Businesses in Portlaoise will be able to avail of ADSL and SDSL broadband services from €45 a month from 11 April as a result of Esat BT unbundling its 40th exchange in the town.
However, the reality that it is only the 40th exchange out of 1,000 exchanges countrywide to be unbundled since deregulation in 1999 makes the news somewhat bittersweet. Local-loop unbundling (LLU) is the process whereby part of Eircom’s telephone network can be rented by a competitor that can then install its own equipment in Eircom’s telephone exchange to supply a range of products from high-speed broadband to digital TV.
Over the past three years, Esat BT is the only company that has successfully unbundled exchanges throughout Ireland, offering both ADSL and SDSL services to 2,500 corporate and enterprise customers. Customers switching from Eircom’s broadband service can also switch their phone service and without having to change their phone number.
It is understood that up and coming player Smart Telecom has an ambitious strategy to offer broadband countrywide by unbundling up to 50 exchanges by the end of this year. However, the slow rate of unbundling achieved so far by Esat BT, turns Smart Telecom’s initiative into a daunting challenge that could swallow up time and resources.
Esat BT unbundled its first exchange in May 2002 and this roll out has continued with coverage extending from Sligo to Wexford and Drogheda to Tralee. Esat BT has invested more than €200m in Ireland over the past three years, with a significant portion of this investment going into LLU.
Automation of LLU and hefty charges associated with accessing exchanges is currently the subject of a High Court case this week between the Commission for Communications Regulation (ComReg) and incumbent operator, Eircom.

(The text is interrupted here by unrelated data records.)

use axum::{
    Router,
    routing::{get, put},
};

use super::controller::{
    get_preferences, linked_student_notifications, linked_students, list_notifications,
    mark_all_read, mark_read, unread_count, update_preferences,
};
use crate::state::AppState;

pub fn init_notifications_router() -> Router<AppState> {
    Router::new()
        .route("/", get(list_notifications))
        .route("/unread-count", get(unread_count))
        .route("/read-all", put(mark_all_read))
        .route("/{id}/read", put(mark_read))
        .route("/preferences", get(get_preferences).put(update_preferences))
        .route("/guardian/students", get(linked_students))
        .route(
            "/guardian/students/{student_id}",
            get(linked_student_notifications),
        )
}
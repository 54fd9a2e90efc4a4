use axum::{Router, routing::get};

use super::controller::{
    create_case, delete_case, export_cases, get_case, get_summary, list_cases, update_case,
};
use crate::state::AppState;

pub fn init_discipline_router() -> Router<AppState> {
    Router::new()
        .route("/cases", get(list_cases).post(create_case))
        .route(
            "/cases/{id}",
            get(get_case).put(update_case).delete(delete_case),
        )
        .route("/summary", get(get_summary))
        .route("/export", get(export_cases))
}
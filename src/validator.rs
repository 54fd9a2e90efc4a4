//! JSON body extractor that runs `validator` rules before the handler sees the DTO.
//!
//! Malformed bodies are rejected with 400; well-formed bodies that fail
//! validation are rejected with 422 and a comma-joined list of messages.

use anyhow::anyhow;
use axum::{
    Json,
    extract::{FromRequest, Request, rejection::JsonRejection},
    http::StatusCode,
};
use serde::de::DeserializeOwned;
use validator::{Validate, ValidationErrors};

use schoolbase_core::AppError;

pub(crate) fn format_errors(errors: &ValidationErrors) -> String {
    let mut fields: Vec<_> = errors.field_errors().into_iter().collect();
    fields.sort_by(|a, b| a.0.cmp(&b.0));

    fields
        .iter()
        .flat_map(|(field, errors)| {
            errors.iter().map(move |error| {
                error
                    .message
                    .as_ref()
                    .map(|msg| msg.to_string())
                    .unwrap_or_else(|| format!("{} is invalid", field))
            })
        })
        .collect::<Vec<_>>()
        .join(", ")
}

fn rejection_to_error(rejection: JsonRejection) -> AppError {
    if matches!(rejection, JsonRejection::MissingJsonContentType(_)) {
        return AppError::bad_request(anyhow!(
            "Missing 'Content-Type: application/json' header"
        ));
    }

    let body = rejection.body_text();

    if let Some(field) = body
        .split("missing field `")
        .nth(1)
        .and_then(|s| s.split('`').next())
    {
        return AppError::bad_request(anyhow!("{} is required", field));
    }

    if body.contains("unknown variant") {
        return AppError::bad_request(anyhow!("Invalid value for enumerated field"));
    }

    if body.contains("invalid type") || body.contains("input contains invalid characters") {
        return AppError::bad_request(anyhow!("Invalid field type in request"));
    }

    AppError::bad_request(anyhow!("Invalid request body"))
}

/// Validates a DTO that was obtained some other way (query strings, nested bodies).
pub fn validate_dto<T: Validate>(dto: &T) -> Result<(), AppError> {
    dto.validate().map_err(|errors| {
        AppError::new(
            StatusCode::UNPROCESSABLE_ENTITY,
            anyhow!("{}", format_errors(&errors)),
        )
    })
}

#[derive(Debug, Clone, Copy, Default)]
pub struct ValidatedJson<T>(pub T);

impl<T, S> FromRequest<S> for ValidatedJson<T>
where
    T: DeserializeOwned + Validate,
    S: Send + Sync,
{
    type Rejection = AppError;

    async fn from_request(req: Request, state: &S) -> Result<Self, Self::Rejection> {
        let Json(value) = Json::<T>::from_request(req, state)
            .await
            .map_err(rejection_to_error)?;

        validate_dto(&value)?;

        Ok(ValidatedJson(value))
    }
}

#[cfg(test)]
mod tests {
    use super::*;
    use axum::body::Body;
    use serde::Deserialize;

    #[derive(Debug, Deserialize, Validate)]
    struct Payment {
        #[validate(range(min = 0.01, message = "amount must be positive"))]
        amount: f64,
        #[validate(length(min = 1, message = "method is required"))]
        method: String,
    }

    fn json_request(body: &str) -> Request {
        Request::builder()
            .method("POST")
            .uri("/")
            .header("content-type", "application/json")
            .body(Body::from(body.to_string()))
            .unwrap()
    }

    #[tokio::test]
    async fn test_valid_body_passes() {
        let req = json_request(r#"{"amount": 10.0, "method": "cash"}"#);
        let ValidatedJson(p) = ValidatedJson::<Payment>::from_request(req, &()).await.unwrap();
        assert_eq!(p.method, "cash");
    }

    #[tokio::test]
    async fn test_missing_field_is_bad_request() {
        let req = json_request(r#"{"amount": 10.0}"#);
        let err = ValidatedJson::<Payment>::from_request(req, &())
            .await
            .unwrap_err();
        assert_eq!(err.status, StatusCode::BAD_REQUEST);
        assert_eq!(err.error.to_string(), "method is required");
    }

    #[tokio::test]
    async fn test_rule_failure_is_unprocessable() {
        let req = json_request(r#"{"amount": 0, "method": ""}"#);
        let err = ValidatedJson::<Payment>::from_request(req, &())
            .await
            .unwrap_err();
        assert_eq!(err.status, StatusCode::UNPROCESSABLE_ENTITY);
        let msg = err.error.to_string();
        assert!(msg.contains("amount must be positive"));
        assert!(msg.contains("method is required"));
    }

    #[tokio::test]
    async fn test_missing_content_type() {
        let req = Request::builder()
            .method("POST")
            .uri("/")
            .body(Body::from("{}"))
            .unwrap();
        let err = ValidatedJson::<Payment>::from_request(req, &())
            .await
            .unwrap_err();
        assert_eq!(err.status, StatusCode::BAD_REQUEST);
    }
}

Chief operating officer of Esat BT Mike Maloney said the company is undeterred and will continue to invest in LLU over and above the 40 exchanges unbundled so far.
“As a relatively mature broadband player with three years of unbundling experience now under our belts, we have serious concerns about the LLU model as it stands today. LLU will allow us to offer more aggressive price points and better services that will drive broadband penetration into the market.
“However, we cannot currently deliver these benefits to customers as there are no automated processes in place to facilitate mass-market delivery. This is stifling the market and preventing broadband growth. As such, we fully support ComReg in its current regulatory efforts to ensure that the Irish landscape for broadband is as dynamic and competitive as possible,” Maloney said.